In approving Grace Farms for its amended Special Permit last year, the Planning & Zoning Commission specified that the Lukes Wood Road organization may not host so-called “Sustainability Events,” where space is used by commercial entities to generate revenue.
Yet raising funds by auctioning off specific events at Grace Farms—planned events include cooking, baking, cocktail, March Madness and college football parties—may amount to the same thing, meaning they would be prohibited under the approved permit, P&Z members said at their most recent meeting.
“This sounds like the equivalent of renting the property out for a kids’ dinner, kids’ party and everything else, except that it’s through a charity,” Commissioner John Kriz said at P&Z’s July 31 meeting, held at Town Hall. “Somehow that is stressing more of a distinction than a difference. This is renting the property out, which is one of the key things that neighbors objected to. So the mere fact that this is through a charity auction, does that make a difference at all?”
Ultimately, P&Z decided to put off a vote on Grace Farms’ request until its Aug. 28 meeting, to be held at 7 p.m. in Town Hall.
The Grace Farms benefit is to be held Oct. 13.
The planned auction events at Grace Farms range in size from seven to 50 people. Commissioner Bill Redman asked during the P&Z meeting whether attendees would count toward the total allowable people at Grace, under the conditions of Special Permit approval (see page 10 here).
Chairman John Goodwin said Grace Farms is approaching a “fine line” in its request.
“Are you renting it out or are you just raising funds for your foundation?” Goodwin asked.
Kriz said the organization is “raising funds by renting it out.”
“If you let the space and I write you a check and say, ‘Mr. Goodwin here, I’m going to rent the space for my child’s party,’ versus ‘Here, I’m going to give you a donation, which I won through a silent auction and now I can have my kids’ party’—the event is the same thing. Simply because the payment is different, somehow that changes the nature of the event? I think it’s something for us to think about, is my point.”
Goodwin said that Grace Farms may take the position that it’s not renting the facility out—rather, it’s hosting a dinner as sponsor.
Kriz noted that P&Z denied Grace Farms on the organization’s request to rent out its facility for photo shoots, and said that the auction events themselves do not appear to reflect its mission.
“It’s not like you are having a football party where it’s a fellowship event for the church,” Kriz said. “I could kind of see that. Kids baking birthday party? how is this keeping with some of their mission issues?

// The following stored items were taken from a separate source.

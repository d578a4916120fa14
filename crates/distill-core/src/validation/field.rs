//! Field layer: required fields present, constraints still hold, and
//! cross-field rules agree with each other.

use super::report::{IssueCode, ReportBuilder};
use super::ValidationInput;
use crate::value::ValueSource;

pub(crate) fn check(input: &ValidationInput<'_>, report: &mut ReportBuilder) {
    let extracted = input.context.extracted();

    for spec in input.schema.fields() {
        let Some(value) = extracted.get(&spec.name) else {
            if spec.required {
                report.issue(
                    IssueCode::MissingRequiredField,
                    format!("Required field missing: {}", spec.name),
                );
            }
            continue;
        };

        if spec.required && value.value().is_empty() {
            report.issue(
                IssueCode::MissingRequiredField,
                format!("Required field is empty: {}", spec.name),
            );
        }

        if let Err(e) = spec.check(value.value()) {
            report.issue(IssueCode::ConstraintViolation, e.to_string());
        }

        if value.source() == ValueSource::Fallback {
            report.warning(format!(
                "Field '{}' was resolved without the intelligent backend: {}",
                spec.name,
                value.rationale()
            ));
        }
    }

    let unknown: Vec<&str> = extracted
        .keys()
        .filter(|name| input.schema.get(name).is_none())
        .map(String::as_str)
        .collect();
    if !unknown.is_empty() {
        report.info(format!(
            "Values present for fields not in the schema: {}",
            unknown.join(", ")
        ));
    }

    for rule in &input.config.cross_field_rules {
        if !rule.when.evaluate(extracted).result {
            continue;
        }
        let text = rule
            .fields
            .iter()
            .filter_map(|name| extracted.get(name))
            .map(|v| v.value().render())
            .collect::<Vec<_>>()
            .join(" ");
        if !rule.is_satisfied_by(&text) {
            tracing::debug!(rule = %rule.name, "Cross-field rule not satisfied");
            report.warning(rule.describe());
        }
    }
}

I don’t see it.”
Goodwin answered that Grace Farms may say that it must raise money to carry out its good works.
Grace officials in a July email to then-Interim Town Planner Keisha Fink said that the auction items “are similar to the ones we requested” in 2017.
“Would it be possible to obtain administrative approval to offer these items in advance this year so that we could include them in our program which we would like to send to the printers fairly soon,” Krishna Patel of Grace Farms said in her July 10 email, obtained by NewCanaanite.com. “I have included our new General Counsel, Barbara Gould, who will be involved in this process moving forward.”